I took the acquisition as a personal challenge. I believed that I could build out Waze within Google, breaking the myth about what happens to companies after being acquired by large corporations. Looking back, this reminds me of the Western CEO and China. Every Western CEO thinks she or he will be the first to be a successful Western brand in China and many try and launch a service there. The Chinese are used to this Western arrogance and welcome the foreigners. Many quarters and dollars later, the Western CEO leaves with some China experience and the Chinese partner keeps the IP, money, business… You cannot fight the nature of the beast, this is China. Same thing happened to me in China pre acquisition… So, to complete the analogy, I was the naive startup leader believing that I can build out Waze within Google to its full potential and conquer the beast, regardless of its nature. This irrational belief is critical for a startup leader but challenging in the corporate environment.
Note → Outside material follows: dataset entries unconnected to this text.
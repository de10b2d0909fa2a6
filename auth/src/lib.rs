//! Stateless token authentication library
//!
//! Framework-free building blocks shared by services:
//! - Signing key validation
//! - Signed, time-bounded tokens (HS256 JWT) with access/refresh classes
//! - Token pair issuance with configured lifetimes
//! - Password hashing (Argon2id)
//!
//! Services define their own ports (principal lookup, credential store) and
//! adapt these implementations behind them.
//!
//! # Examples
//!
//! ## Tokens
//! ```
//! use auth::{SigningKey, TokenCodec, TokenKind};
//! use chrono::Duration;
//!
//! let key = SigningKey::new(b"secret_key_at_least_32_bytes_long!").unwrap();
//! let codec = TokenCodec::new(&key);
//! let token = codec.issue("alice", TokenKind::Access, Duration::minutes(15)).unwrap();
//! assert_eq!(codec.extract_subject(&token).unwrap(), "alice");
//! ```
//!
//! ## Login flow
//! ```
//! use auth::{Authenticator, PasswordHasher, SigningKey};
//!
//! let hasher = PasswordHasher::new();
//! let stored = hasher.hash("password123").unwrap();
//!
//! let key = SigningKey::new(b"secret_key_at_least_32_bytes_long!").unwrap();
//! let authenticator = Authenticator::new(&key);
//!
//! if hasher.verify("password123", &stored).unwrap() {
//!     let tokens = authenticator.issue_tokens("alice").unwrap();
//!     let claims = authenticator.validate_token(&tokens.access_token).unwrap();
//!     assert_eq!(claims.sub, "alice");
//! }
//! ```

pub mod authenticator;
pub mod clock;
pub mod jwt;
pub mod key;
pub mod password;

// Re-export commonly used items
pub use authenticator::Authenticator;
pub use authenticator::IssuedTokens;
pub use authenticator::TokenLifetimes;
pub use clock::Clock;
pub use clock::ManualClock;
pub use clock::SystemClock;
pub use jwt::Claims;
pub use jwt::IssueError;
pub use jwt::TokenCodec;
pub use jwt::TokenKind;
pub use jwt::VerifyError;
pub use key::KeyError;
pub use key::SigningKey;
pub use password::PasswordError;
pub use password::PasswordHasher;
There is no such thing as a startup inside a big company. There’s various leash lengths to your freedom, but you’re no longer a startup. You get a bunch of things in return and, for many people, it can be a wonderful outcome, but you’re no longer a startup. I love that Bardin took this challenge and stayed well beyond when he needed to in order to set up a management team who could carry the product forward, as a business unit.

I got to see the YouTube acquisition firsthand and I think, for at least the first few years, we were the best version of “independent” you could ask for. Two people are primarily responsible for this: Chad Hurley and Eric Schmidt. Hurley, and his co-founder Steven Chen, had gone through the PayPal/eBay merger so they were the proverbial “wise beyond their years” when it came to what being bought meant and all the trade-offs that came with it. Schmidt had promised a high degree of autonomy and kept his word. We did deals with Apple, Facebook, and Twitter. We hired people directly into YouTube. We made acquisitions. I even got to route around some of the stuff Bardin pointed out as being especially frustrating with regards to PeopleOps (firing folks, optimizing bonuses for high performers).

When Tumblr was acquired by Yahoo in 2013, I shared some of my advice with the team, first publicly in a blog post and then in a private conversation with some Yahoo folks who read the post and reached out. We all know what happened there and I’m glad Tumblr is now with Automattic.

This stuff all works in reverse, too: When someone tells you that there’s an opportunity to “build a startup within a big company,” don’t believe them. It’s just not true. You can work on experimental products in a mechanism that tries to counterbalance some of the gravitational pull and processes that a big company otherwise uses to manage itself, but it’s not a startup. You will never be able to take the brand risks, the legal risks, or the partnerships risks that a startup can. To paraphrase someone I know who tried to lead one of these projects at Google (and had done an actual startup themselves): It can never be like a startup so long as my team has the Google badge on their belt and walks into the fancy cafeteria every day.

This wasn’t a comment about co-location; it was a comment about the working style, the expectations, the flying without a net, that high performing startups require and the people they attract. It’s not that those Googlers were “better” or “worse” than startup hires, but just that startups are completely different.

You can find experimental groups within larger companies — Area 120 at Google and NPE at Facebook — but they’re not startups.

If you want to be at a startup, join a startup. As Bardin says, “I am confident that the Waze acquisition was a success. The problem was me — believing I can keep the startup magic within a corporation, in spite of all the evidence showing the opposite.”